"What would you do?" I said hoarsely.
"I should just tell Cheneston that you adored and worshipped him, and if he didn't marry you he would utterly spoil your life. I should say you were too proud and noble to come yourself."
"You wouldn't do that," I said. "Mother—at least play the game!"
"Two can't do that," she said. "Your father does that.
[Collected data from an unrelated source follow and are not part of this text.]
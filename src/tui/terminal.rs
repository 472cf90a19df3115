//! Terminal setup, teardown and the main loop

use anyhow::Result;
use crossterm::{
    execute,
    terminal::{disable_raw_mode, enable_raw_mode, EnterAlternateScreen, LeaveAlternateScreen},
};
use ratatui::{backend::CrosstermBackend, Terminal};
use std::io::{self, Stdout};
use std::panic;

use crate::backend::{ActionJournal, ActionRecord};
use crate::config::{Settings, WizardPaths};
use crate::error::WizardError;

use super::app::App;
use super::event::EventHandler;
use super::handler::handle_event;
use super::TuiArgs;

pub type Tui = Terminal<CrosstermBackend<Stdout>>;

/// Enter raw mode and the alternate screen. A panic hook restores the
/// terminal before the panic message prints.
pub fn init_terminal() -> Result<Tui> {
    let original_hook = panic::take_hook();
    panic::set_hook(Box::new(move |panic_info| {
        let _ = restore_terminal();
        original_hook(panic_info);
    }));

    enable_raw_mode()?;
    let mut stdout = io::stdout();
    execute!(stdout, EnterAlternateScreen)?;

    Ok(Terminal::new(CrosstermBackend::new(stdout))?)
}

pub fn restore_terminal() -> Result<()> {
    disable_raw_mode()?;
    execute!(io::stdout(), LeaveAlternateScreen)?;
    Ok(())
}

/// Run the wizard modal until it is dismissed, then journal what was sent
pub fn run_tui(paths: &WizardPaths, settings: &Settings, args: &TuiArgs) -> Result<()> {
    let mut app = App::new(settings, args)?;
    let mut terminal = init_terminal()?;
    let events = EventHandler::default();

    let outcome = event_loop(&mut terminal, &mut app, &events);
    restore_terminal()?;
    outcome?;

    let records = app.take_records();
    report(&records);
    if settings.journal_enabled {
        ActionJournal::new(paths.journal_file()).append_batch(&records)?;
    }
    Ok(())
}

fn event_loop(terminal: &mut Tui, app: &mut App, events: &EventHandler) -> Result<()> {
    while !app.should_quit {
        terminal.draw(|frame| super::views::render(frame, app))?;
        let event = events
            .next()
            .map_err(|e| WizardError::Tui(format!("Terminal event source stopped: {}", e)))?;
        handle_event(app, event);
    }
    Ok(())
}

fn report(records: &[ActionRecord]) {
    if records.is_empty() {
        println!("Closed without sending anything.");
    }
    for record in records {
        println!(
            "{} {} {} ({})",
            record.short_id(),
            record.kind,
            record.amount.format_for_currency(&record.currency),
            record.status
        );
    }
}
//! Ports between the wizard and its host
//!
//! The wizard reads host state through [`WizardSource`] and issues commands
//! through [`IouActions`], [`PersonalDetailsActions`] and [`ModalNavigator`].
//! Commands are fire-and-forget: their outcome comes back later as a changed
//! [`IouDraft`] snapshot.

use serde::{Deserialize, Serialize};

use crate::models::{
    CurrentUser, IouDraft, Money, NetworkStatus, Participant, PersonalDetailsList, Report,
    ReportId,
};

/// Request money from a single participant on a report
#[derive(Debug, Clone, PartialEq, Eq, Serialize, Deserialize)]
pub struct MoneyRequest {
    pub report: Report,
    pub amount: Money,
    pub currency: String,
    pub requester_login: String,
    pub recipient: Participant,
    pub comment: String,
}

/// Split an amount between several participants
#[derive(Debug, Clone, PartialEq, Eq, Serialize, Deserialize)]
pub struct BillSplit {
    pub participants: Vec<Participant>,
    pub current_user_login: String,
    pub amount: Money,
    pub comment: String,
    pub currency: String,
    pub locale: String,
}

/// Pay a single recipient
#[derive(Debug, Clone, PartialEq, Eq, Serialize, Deserialize)]
pub struct MoneyPayment {
    pub report: Report,
    pub amount: Money,
    pub currency: String,
    pub comment: String,
    pub payer_login: String,
    pub recipient: Participant,
}

/// Commands against the shared draft and report state
pub trait IouActions {
    fn request_money(&mut self, request: MoneyRequest);

    /// Split on a report the user is already viewing
    fn split_bill(&mut self, split: BillSplit, report_id: ReportId);

    /// Split, create the report, and navigate to it
    fn split_bill_and_open_report(&mut self, split: BillSplit);

    fn send_money_elsewhere(&mut self, payment: MoneyPayment);
    fn send_money_via_paypal(&mut self, payment: MoneyPayment);
    fn send_money_with_wallet(&mut self, payment: MoneyPayment);

    fn set_selected_currency(&mut self, currency_code: &str);
    fn set_draft_comment(&mut self, comment: &str);
}

pub trait PersonalDetailsActions {
    /// Refetch currency and location defaults
    fn refresh_defaults(&mut self);
}

pub trait ModalNavigator {
    fn dismiss_modal(&mut self);
}

/// Message lookup
pub trait Translate {
    fn translate(&self, key: &str) -> String;

    /// Look up `key` and substitute each `{name}` with its value
    fn translate_with(&self, key: &str, params: &[(&str, &str)]) -> String {
        params
            .iter()
            .fold(self.translate(key), |message, (name, value)| {
                message.replace(&format!("{{{}}}", name), value)
            })
    }
}

/// Read side of the host store
pub trait WizardSource {
    fn iou_draft(&self) -> IouDraft;
    fn network(&self) -> NetworkStatus;
    fn current_user(&self) -> CurrentUser;
    fn personal_details(&self) -> &PersonalDetailsList;
}

/// Everything a mounted wizard talks to
pub trait WizardHost:
    WizardSource + IouActions + PersonalDetailsActions + ModalNavigator
{
}

impl<T> WizardHost for T where
    T: WizardSource + IouActions + PersonalDetailsActions + ModalNavigator
{
}
//! Key handling
//!
//! Routes key presses to the page for the current step. After every key the
//! wizard observes the backend so reactions apply before the next draw.

use crossterm::event::{KeyCode, KeyEvent, KeyModifiers};

use super::app::App;
use super::event::Event;
use crate::models::{IouType, PaymentMethod};
use crate::wizard::Step;

/// Handle an incoming event
pub fn handle_event(app: &mut App, event: Event) {
    match event {
        Event::Key(key) => {
            handle_key_event(app, key);
            if !app.should_quit {
                app.sync();
            }
        }
        Event::Tick => app.tick(),
        Event::Resize(_, _) => {}
    }
}

fn handle_key_event(app: &mut App, key: KeyEvent) {
    if key.modifiers.contains(KeyModifiers::CONTROL) && key.code == KeyCode::Char('c') {
        app.close();
        return;
    }
    if key.code == KeyCode::Esc {
        app.go_back();
        return;
    }
    if app.is_submitting() {
        return;
    }

    match app.current_step() {
        Step::Amount => handle_amount_key(app, key),
        Step::Participants => handle_participants_key(app, key),
        Step::Confirm => handle_confirm_key(app, key),
    }
}

fn handle_amount_key(app: &mut App, key: KeyEvent) {
    match key.code {
        KeyCode::Enter => app.submit_amount(),
        KeyCode::Tab => app.cycle_currency(),
        KeyCode::Char(c) if c.is_ascii_digit() || c == '.' || c == ',' => {
            app.amount_input.insert(if c == ',' { '.' } else { c })
        }
        KeyCode::Backspace => app.amount_input.backspace(),
        KeyCode::Delete => app.amount_input.delete(),
        KeyCode::Left => app.amount_input.move_left(),
        KeyCode::Right => app.amount_input.move_right(),
        KeyCode::Home => app.amount_input.move_start(),
        KeyCode::End => app.amount_input.move_end(),
        _ => {}
    }
}

fn handle_participants_key(app: &mut App, key: KeyEvent) {
    match key.code {
        KeyCode::Up | KeyCode::Char('k') => app.picker.move_up(),
        KeyCode::Down | KeyCode::Char('j') => app.picker.move_down(),
        KeyCode::Char(' ') => app.picker.toggle(),
        KeyCode::Enter => app.submit_participants(),
        _ => {}
    }
}

fn handle_confirm_key(app: &mut App, key: KeyEvent) {
    let sending = app.wizard.props().iou_type == IouType::Send;

    if key.modifiers.contains(KeyModifiers::CONTROL) {
        if key.code == KeyCode::Char('e') {
            app.edit_amount();
        }
        return;
    }

    match key.code {
        KeyCode::Enter if sending => app.pay(PaymentMethod::Elsewhere),
        KeyCode::Enter => app.confirm(),
        KeyCode::F(n) if sending => {
            let rail = usize::from(n)
                .checked_sub(1)
                .and_then(|i| app.payment_rails().get(i).copied());
            if let Some(method) = rail {
                app.pay(method);
            }
        }
        KeyCode::Char(c) => {
            app.comment_input.insert(c);
            app.sync_comment();
        }
        KeyCode::Backspace => {
            app.comment_input.backspace();
            app.sync_comment();
        }
        KeyCode::Delete => {
            app.comment_input.delete();
            app.sync_comment();
        }
        KeyCode::Left => app.comment_input.move_left(),
        KeyCode::Right => app.comment_input.move_right(),
        _ => {}
    }
}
I pay the price."
XI
I used to wonder, in the days when love and marriage seemed very beautiful and interesting and tremendous food for speculation, but utterly removed from reality and me, what the woman felt like when the question of money first cropped up, whether it spoilt the idealism and romance a little, upset the atmosphere like a Ransome lawn-mower introduced into the Garden of Eden.
I used to wonder how I would like asking Cheneston for a new hat, and I always came to the conclusion that I would sooner wear the brim like a halo when the crown fell to pieces from old age than ask him.
I suppose if men love you frightfully they make the question of finance easy; but I think my experience with mother and father has rather terrified me, they made the mutual finance discussion so utterly degrading—and I think listening to them has given me a nervous distaste, a sort of hyper-sensitive shrinking from the discussion of ways and means.
It has always seemed so infinitely easier to go without things.
When I sat in the train and thought of asking Cheneston for five hundred pounds to pay father's card debts I felt sick, and I felt the real me starting to close up tight, like a sea-anemone when you poke it with your toe.